Suspiro olhando para baixo e consigo sentir as íris questionadoras dele em mim, minha face é acariciada e erguida fazendo-me deparar com elas. Sorrio de forma tranquilizadora ao sussurrar:
— Quis tanto te ver, e agora que vi não sei o que fazer ou dizer.
— O que quer fazer? — Ele sussurra de volta e acaricia minha bochecha com um sorriso de lado.
— Não sei, acho que só ficar assim por mais um minuto. — Respondo rindo e ele ri também.
— Como você consegue fazer isso? — Dante indaga.
Olho em seus olhos sem entender.
— Fazer o que?
— Me deixar feliz assim, só por estar do seu lado, a uma hora atrás tudo o que eu queria era dormir, agora só quero ficar acordado olhando pra você. Seus olhos expressivos, seus cachinhos, e as suas bochechas vermelhas como tomate. — Dante diz baixinho como se fosse um segredo, sinto minha face esquentar a cada palavra, ele ri.
Pego então uma coisa no bolso do meu casaco sob o olhar curioso do editor, uma pequena chavezinha dourada e falo a entregando a ele:
— Olhe pra mim um escritor sem palavras, pois só o que consigo pensar no memento é que tenho sorte.
Paro por uns segundos segurando outra tosse e aponto com a cabeça para o andar de cima.
— Deixei o seu presente no seu quarto, é mais uma lembrança mas... — Digo constrangido, entretanto ergo o rosto com um sorriso de lado, reprovador. — Se bem que não é culpa minha, senhor orgulhoso.
Ele ri coçando a nuca mas me olha bem nos olhos ao se desculpar.
— A verdade é que eu queria ver você, ainda mais hoje, quando vinha pra casa vi ao longe o trem que dava para a sua casa, cheguei a toca-lo mas... Fiquei com medo.
— De que? — Pergunto sem entender.
— Eu não sei, só senti medo. — Dante responde fixando em mim suas orbes suplicantes.
Suspiro beijando suas mãos, e então digo calmamente:
— Ta tudo bem, eu também sinto medo.
O editor sorri e eu sorrio também com a estranheza da situação, o que me faz recordar dos nossos primeiros encontros, na lanchonete, no parque, o que há de não estranho na gente?

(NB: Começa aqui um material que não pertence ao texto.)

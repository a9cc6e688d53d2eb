use anyhow::{Result, anyhow};
use ignore::{Walk, WalkBuilder};
use log::{debug, trace};
use std::path::PathBuf;

use crate::constants::{EXCLUDED_DIRS, SOURCE_EXTENSIONS};

pub struct CollectorConfig {
    pub root: PathBuf,
    pub extensions: Vec<String>,
    pub exclude: Vec<String>,
}

impl CollectorConfig {
    pub fn new(root: impl Into<PathBuf>) -> Self {
        Self {
            root: root.into(),
            extensions: SOURCE_EXTENSIONS.iter().map(|e| e.to_string()).collect(),
            exclude: EXCLUDED_DIRS.iter().map(|d| d.to_string()).collect(),
        }
    }
}

/// Lazily yields project-relative source paths in lexicographic walk order.
pub struct SourceFiles {
    root: PathBuf,
    extensions: Vec<String>,
    walker: Walk,
}

impl Iterator for SourceFiles {
    type Item = Result<PathBuf>;

    fn next(&mut self) -> Option<Self::Item> {
        loop {
            let dent = match self.walker.next()? {
                Ok(dent) => dent,
                Err(e) => return Some(Err(anyhow!("Failed to walk directory: {}", e))),
            };

            if !dent.file_type().is_some_and(|ft| ft.is_file()) {
                continue;
            }

            let p = dent.path();
            let matches = p
                .extension()
                .and_then(|e| e.to_str())
                .is_some_and(|ext| self.extensions.iter().any(|want| want == ext));
            if !matches {
                continue;
            }

            let rel = p.strip_prefix(&self.root).unwrap_or(p).to_path_buf();
            trace!("Found source file: {}", rel.display());
            return Some(Ok(rel));
        }
    }
}

pub fn collect_sources(cfg: &CollectorConfig) -> SourceFiles {
    debug!(
        "Walking directory tree from root: {} (extensions: {:?}, excluded: {:?})",
        cfg.root.display(),
        cfg.extensions,
        cfg.exclude
    );

    let exclude = cfg.exclude.clone();
    let walker = WalkBuilder::new(&cfg.root)
        .standard_filters(false)
        .follow_links(false)
        .sort_by_file_name(|a, b| a.cmp(b))
        .filter_entry(move |dent| {
            let excluded = dent.depth() > 0
                && dent.file_type().is_some_and(|ft| ft.is_dir())
                && dent.file_name().to_str().is_some_and(|name| exclude.iter().any(|x| x == name));
            if excluded {
                trace!("Skipping excluded directory: {}", dent.path().display());
            }
            !excluded
        })
        .build();

    SourceFiles { root: cfg.root.clone(), extensions: cfg.extensions.clone(), walker }
}
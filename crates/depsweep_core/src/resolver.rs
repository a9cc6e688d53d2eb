use log::trace;

use crate::{
    constants::{BUILTIN_MODULES, BUILTIN_SCHEME},
    types::ImportReference,
};

/// Whether `request` names a module shipped with the runtime itself.
pub fn is_builtin_module(request: &str) -> bool {
    request.starts_with(BUILTIN_SCHEME) || BUILTIN_MODULES.binary_search(&request).is_ok()
}

/// Maps an import path to the installable package it belongs to.
///
/// `lodash/pick` resolves to `lodash` and `@scope/pkg/sub` to `@scope/pkg`.
/// Relative and absolute paths, built-in modules and malformed scoped paths
/// resolve to nothing.
pub fn resolve_package_name(request: &str) -> Option<&str> {
    if request.starts_with('.') || request.starts_with('/') {
        trace!("Skipping relative import: '{}'", request);
        return None;
    }
    if is_builtin_module(request) {
        trace!("Skipping built-in module: '{}'", request);
        return None;
    }

    let mut segments = request.split('/');
    let first = segments.next().filter(|s| !s.is_empty())?;

    if first.starts_with('@') {
        let second = segments.next().filter(|s| !s.is_empty());
        if first.len() == 1 || second.is_none() {
            trace!("Skipping malformed scoped import: '{}'", request);
            return None;
        }
        let end = first.len() + 1 + second.map_or(0, str::len);
        return Some(&request[..end]);
    }

    Some(first)
}

pub fn resolve(reference: &ImportReference) -> Option<&str> {
    resolve_package_name(&reference.raw_path)
}

#[cfg(test)]
mod tests {
    use super::*;
    use crate::types::ImportKind;
    use std::path::PathBuf;

    #[test]
    fn test_plain_package() {
        assert_eq!(resolve_package_name("left-pad"), Some("left-pad"));
    }

    #[test]
    fn test_submodule_import() {
        assert_eq!(resolve_package_name("lodash/pick"), Some("lodash"));
        assert_eq!(resolve_package_name("core-js/stable/array"), Some("core-js"));
    }

    #[test]
    fn test_scoped_package() {
        assert_eq!(resolve_package_name("@scope/tool"), Some("@scope/tool"));
        assert_eq!(resolve_package_name("@scope/tool/sub/deep"), Some("@scope/tool"));
    }

    #[test]
    fn test_malformed_scoped_package() {
        assert_eq!(resolve_package_name("@scope"), None);
        assert_eq!(resolve_package_name("@scope/"), None);
        assert_eq!(resolve_package_name("@/components/Button"), None);
    }

    #[test]
    fn test_relative_and_absolute_paths() {
        assert_eq!(resolve_package_name("./local-module"), None);
        assert_eq!(resolve_package_name("../up/one"), None);
        assert_eq!(resolve_package_name("/abs/path"), None);
        assert_eq!(resolve_package_name("."), None);
    }

    #[test]
    fn test_builtin_modules() {
        assert_eq!(resolve_package_name("fs"), None);
        assert_eq!(resolve_package_name("fs/promises"), None);
        assert_eq!(resolve_package_name("node:path"), None);
        assert_eq!(resolve_package_name("node:test"), None);
        assert!(is_builtin_module("child_process"));
    }

    #[test]
    fn test_builtin_match_is_exact() {
        // A package merely prefixed by a built-in name is still a package
        assert_eq!(resolve_package_name("events-emitter"), Some("events-emitter"));
        assert_eq!(resolve_package_name("path-to-regexp"), Some("path-to-regexp"));
        assert!(!is_builtin_module("fs/extra"));
    }

    #[test]
    fn test_empty_request() {
        assert_eq!(resolve_package_name(""), None);
    }

    #[test]
    fn test_resolve_reference() {
        let reference = ImportReference {
            raw_path: "@babel/core/lib/parse".to_string(),
            origin_file: PathBuf::from("src/index.js"),
            kind: ImportKind::Require,
        };
        assert_eq!(resolve(&reference), Some("@babel/core"));
    }
}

A campainha toca me fazendo desviar o olhar para a porta com o senho franzido, Sheila sai da cozinha secando as mãos e sai dizendo que vai atender.
— É o meu pai. — Dante me informa em um suspirar, devo o estar encarando de forma preocupada pois este sorri ao dizer. — Não é nada anjo, e ei, eu é que deveria estar preocupado contigo senhor Green.
Desvio o olhar murmurando:
— Eu tô bem, é só uma gripe.
— Desde a viagem?
— Bom... er, mais ou menos. — Respondo de forma enrolona.
— Jay por favor olha pra mim. — Dante pede e eu o atendo encontrando uma face suplicante. — Por que tem enrolado para não ir ao hospital?
Baixo os olhos encarando nossas mãos e confesso:
— As coisas se tornam piores quando eu vou, eles sempre encontram alguma coisa...
— Eu entendo. — Diz o editor erguendo o meu rosto. — Mas não dá para ficar fugindo.
— Você vai comigo? — Peço sem pensar mas ele apenas sorri gentil e concorda.
— Claro, amanhã mesmo eu te levo. Posso não ser médico mas a sua tosse e esses calafrios não parecem coisa boa. — Fala me analisado.
— Calafrios? Eu não estou tendo... — Começo e então percebo, minha pele arrepiada e demasiada branca, além do frio que nem percebi estar sentindo. Quando abro a boca para comentar algo ouso a porta ser aberta.
Nos viramos juntos a tempo de ver um homem alto e pálido entrar, seus olhos negros estão fundos e os cabelos castanhos parcialmente brancos desgrenhados. Quando vê a gente não sorri, porém mesmo com sua expressão inexpressiva sei imediatamente ser este Arthur, pai de Dante.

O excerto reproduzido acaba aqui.